Although the data below holds other lines too, output only those from the line with "let result = run(cli).await;" up to and including the line with "tracing_subscriber::registry()", exactly as they appear.
=== Input data ===
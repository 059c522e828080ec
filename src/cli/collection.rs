//
//  cms-client
//  cli/collection.rs
//
//  Created by Ngonidzashe Mangudya on 2026/01/12.
//  Copyright (c) 2025 IAMNGONI. All rights reserved.
//

//! Collection commands

use anyhow::Result;
use clap::{Args, Subcommand};

use super::GlobalOptions;

/// View collections
#[derive(Args, Debug)]
pub struct CollectionCommand {
    #[command(subcommand)]
    pub command: CollectionSubcommand,
}

#[derive(Subcommand, Debug)]
pub enum CollectionSubcommand {
    /// List collections
    #[command(visible_alias = "ls")]
    List,

    /// View a collection and its fields
    View(ViewArgs),
}

#[derive(Args, Debug)]
pub struct ViewArgs {
    /// Collection slug
    pub slug: String,
}

impl CollectionCommand {
    pub async fn run(&self, global: &GlobalOptions) -> Result<()> {
        match &self.command {
            CollectionSubcommand::List => self.list(global).await,
            CollectionSubcommand::View(args) => self.view(args, global).await,
        }
    }

    async fn list(&self, global: &GlobalOptions) -> Result<()> {
        let client = global.client()?;
        let collections = client.get_collections().await?;
        global
            .writer()
            .write_list(&collections, "No collections found.")
    }

    async fn view(&self, args: &ViewArgs, global: &GlobalOptions) -> Result<()> {
        let client = global.client()?;
        let collection = client.get_collection(&args.slug).await?;
        global.writer().write(&collection)
    }
}
//
//  cms-client
//  main.rs
//
//  Created by Ngonidzashe Mangudya on 2026/01/12.
//  Copyright (c) 2025 IAMNGONI. All rights reserved.
//

use anyhow::Result;
use clap::Parser;
use tracing_subscriber::{fmt, prelude::*, EnvFilter};

use cms_client::api::ApiError;
use cms_client::cli::{Cli, Commands};
use cms_client::exit_codes;
use cms_client::output::OutputWriter;

#[tokio::main]
async fn main() {
    // Initialize logging
    init_logging();

    // Parse CLI arguments
    let cli = Cli::parse();
    let writer = cli.global.writer();

    // Execute command
    let result = run(cli).await;

    // Handle result and exit
    match result {
        Ok(()) => std::process::exit(exit_codes::SUCCESS),
        Err(e) => {
            report(&writer, &e);
            std::process::exit(exit_code(&e));
        }
    }
}

/// Initialize logging based on environment
fn init_logging() {
    let filter = EnvFilter::try_from_env("CMS_DEBUG").unwrap_or_else(|_| EnvFilter::new("warn"));

    tracing_subscriber::registry()
        .with(fmt::layer().with_target(false).with_writer(std::io::stderr))
        .with(filter)
        .init();
}

fn exit_code(error: &anyhow::Error) -> i32 {
    error
        .downcast_ref::<ApiError>()
        .map(exit_codes::for_error)
        .unwrap_or(exit_codes::ERROR)
}

/// Prints an error, with field-level details for validation failures.
fn report(writer: &OutputWriter, error: &anyhow::Error) {
    writer.write_error(&format!("{error:#}"));

    let Some(api) = error.downcast_ref::<ApiError>() else {
        return;
    };
    if let Some(details) = api.details().and_then(|d| d.as_array()) {
        for item in details {
            match (item.get("field"), item.get("message")) {
                (Some(field), Some(message)) => eprintln!(
                    "  {}: {}",
                    field.as_str().unwrap_or_default(),
                    message.as_str().unwrap_or_default()
                ),
                _ => eprintln!("  {}", item),
            }
        }
    }
    if let Some(context) = api.context() {
        tracing::debug!("Failed request: {} {}", context.method, context.url);
    }
}

/// Main command dispatcher
async fn run(cli: Cli) -> Result<()> {
    match cli.command {
        Commands::Project(cmd) => cmd.run(&cli.global).await,
        Commands::Collection(cmd) => cmd.run(&cli.global).await,
        Commands::Entry(cmd) => cmd.run(&cli.global).await,
        Commands::Asset(cmd) => cmd.run(&cli.global).await,
        Commands::Config(cmd) => cmd.run(&cli.global).await,
        Commands::Version => {
            println!("cms version {}", cms_client::VERSION);
            Ok(())
        }
    }
}
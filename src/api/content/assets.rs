//
//  cms-client
//  api/content/assets.rs
//
//  Created by Ngonidzashe Mangudya on 2026/01/12.
//  Copyright (c) 2025 IAMNGONI. All rights reserved.
//

//! Asset API types and operations.
//!
//! Assets are uploaded files (images, documents) stored under `/files`.
//! Uploads are sent as `multipart/form-data` with the file in the `file`
//! field and optional JSON metadata in the `metadata` field.
//!
//! # Example
//!
//! ```rust,no_run
//! use cms_client::api::content::AssetUpload;
//! use serde_json::json;
//!
//! # async fn example(client: cms_client::api::CmsClient) -> anyhow::Result<()> {
//! let upload = AssetUpload::from_path("logo.png")
//!     .await?
//!     .with_mime_type("image/png")
//!     .with_metadata(json!({"alt": "Company logo"}));
//! let asset = client.upload_asset(upload).await?;
//! println!("Uploaded as {:?}", asset.id);
//! # Ok(())
//! # }
//! ```

use std::path::Path;

use reqwest::multipart::{Form, Part};
use reqwest::Method;
use serde::{Deserialize, Serialize};
use serde_json::{Map, Value};

use super::{de_id, segment};
use crate::api::common::{ApiError, ApiResponse, ErrorInfo, PageParams, Paginated, QueryParams};
use crate::api::CmsClient;

/// An uploaded file.
#[derive(Debug, Clone, Serialize, Deserialize)]
pub struct Asset {
    #[serde(default, deserialize_with = "de_id")]
    pub id: Option<String>,

    /// Stored file name, used by `get_asset_by_filename`.
    #[serde(default)]
    pub filename: Option<String>,

    #[serde(default)]
    pub original_filename: Option<String>,

    #[serde(default)]
    pub mime_type: Option<String>,

    /// Size in bytes.
    #[serde(default)]
    pub size: Option<u64>,

    /// Public URL of the file.
    #[serde(default)]
    pub url: Option<String>,

    #[serde(default)]
    pub metadata: Option<Value>,

    #[serde(default)]
    pub created_at: Option<String>,

    #[serde(flatten)]
    pub extra: Map<String, Value>,
}

/// Search, type filter and paging for `get_assets`.
#[derive(Debug, Clone, Default, PartialEq)]
pub struct AssetQuery {
    pub search: Option<String>,
    /// Asset type filter (e.g. `image`, `document`), sent as `type`.
    pub asset_type: Option<String>,
    pub sort: Option<String>,
    pub page: PageParams,
}

impl AssetQuery {
    pub fn new() -> Self {
        Self::default()
    }

    pub fn search(mut self, search: impl Into<String>) -> Self {
        self.search = Some(search.into());
        self
    }

    pub fn asset_type(mut self, asset_type: impl Into<String>) -> Self {
        self.asset_type = Some(asset_type.into());
        self
    }

    pub fn sort(mut self, sort: impl Into<String>) -> Self {
        self.sort = Some(sort.into());
        self
    }

    pub fn page(mut self, page: u32, limit: u32) -> Self {
        self.page = PageParams::new(page, limit);
        self
    }

    pub fn to_params(&self) -> QueryParams {
        let mut params = QueryParams::new();
        params
            .push_opt("search", self.search.as_deref())
            .push_opt("type", self.asset_type.as_deref())
            .push_opt("sort", self.sort.as_deref());
        self.page.append_to(&mut params);
        params
    }
}

/// A file to upload.
#[derive(Debug, Clone, PartialEq)]
pub struct AssetUpload {
    /// File name sent with the `file` part.
    pub file_name: String,
    /// Raw file content.
    pub content: Vec<u8>,
    /// MIME type of the content. The transport default applies when unset.
    pub mime_type: Option<String>,
    /// Metadata sent as JSON text in the `metadata` field.
    pub metadata: Option<Value>,
}

impl AssetUpload {
    pub fn new(file_name: impl Into<String>, content: impl Into<Vec<u8>>) -> Self {
        Self {
            file_name: file_name.into(),
            content: content.into(),
            mime_type: None,
            metadata: None,
        }
    }

    /// Reads a file from disk, naming the upload after the file.
    pub async fn from_path(path: impl AsRef<Path>) -> std::io::Result<Self> {
        let path = path.as_ref();
        let content = tokio::fs::read(path).await?;
        let file_name = path
            .file_name()
            .map(|n| n.to_string_lossy().into_owned())
            .unwrap_or_else(|| "upload".to_string());
        Ok(Self::new(file_name, content))
    }

    pub fn with_mime_type(mut self, mime_type: impl Into<String>) -> Self {
        self.mime_type = Some(mime_type.into());
        self
    }

    pub fn with_metadata(mut self, metadata: Value) -> Self {
        self.metadata = Some(metadata);
        self
    }

    /// Builds the multipart form.
    ///
    /// # Errors
    ///
    /// [`ApiError::Validation`] when the MIME type cannot be parsed or the
    /// metadata cannot be encoded.
    pub fn into_form(self) -> Result<Form, ApiError> {
        let mut part = Part::bytes(self.content).file_name(self.file_name);
        if let Some(mime) = &self.mime_type {
            part = part.mime_str(mime).map_err(|e| {
                ApiError::Validation(
                    ErrorInfo::new(format!("Invalid MIME type '{}': {}", mime, e))
                        .with_code(Some("invalid_mime_type".to_string())),
                )
            })?;
        }

        let mut form = Form::new().part("file", part);
        if let Some(metadata) = &self.metadata {
            let text = serde_json::to_string(metadata).map_err(|e| {
                ApiError::Validation(
                    ErrorInfo::new(format!("Failed to encode asset metadata: {}", e))
                        .with_code(Some("invalid_metadata".to_string())),
                )
            })?;
            form = form.text("metadata", text);
        }
        Ok(form)
    }
}

/// Resource label used when an asset lookup answers 404.
pub fn asset_label(id_or_filename: &str) -> String {
    format!("Asset '{}'", id_or_filename)
}

impl CmsClient {
    /// Lists assets.
    pub async fn get_assets(&self, query: &AssetQuery) -> Result<Paginated<Asset>, ApiError> {
        self.request(Method::GET, "/files", &query.to_params(), None)
            .await
    }

    /// Fetches one asset by id.
    ///
    /// # Errors
    ///
    /// A 404 becomes [`ApiError::NotFound`] labelled `Asset '<id>'`.
    pub async fn get_asset(&self, id: &str) -> Result<Asset, ApiError> {
        self.get_single(&format!("/files/{}", segment(id)), &QueryParams::new())
            .await
            .map_err(|e| e.with_resource(asset_label(id)))
    }

    /// Fetches one asset by its stored file name.
    ///
    /// # Errors
    ///
    /// A 404 becomes [`ApiError::NotFound`] labelled `Asset '<filename>'`.
    pub async fn get_asset_by_filename(&self, filename: &str) -> Result<Asset, ApiError> {
        self.get_single(
            &format!("/files/name/{}", segment(filename)),
            &QueryParams::new(),
        )
        .await
        .map_err(|e| e.with_resource(asset_label(filename)))
    }

    /// Uploads a file.
    pub async fn upload_asset(&self, upload: AssetUpload) -> Result<Asset, ApiError> {
        let form = upload.into_form()?;
        self.request_multipart::<ApiResponse<Asset>>("/files", form)
            .await
            .map(|response| response.data)
    }

    /// Deletes an asset. `force` selects a hard delete over a soft delete.
    pub async fn delete_asset(&self, id: &str, force: bool) -> Result<(), ApiError> {
        self.delete_resource(&format!("/files/{}", segment(id)), force)
            .await
    }
}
===
* Response *
    let result = run(cli).await;

    // Handle result and exit
    match result {
        Ok(()) => std::process::exit(exit_codes::SUCCESS),
        Err(e) => {
            report(&writer, &e);
            std::process::exit(exit_code(&e));
        }
    }
}

/// Initialize logging based on environment
fn init_logging() {
    let filter = EnvFilter::try_from_env("CMS_DEBUG").unwrap_or_else(|_| EnvFilter::new("warn"));

    tracing_subscriber::registry()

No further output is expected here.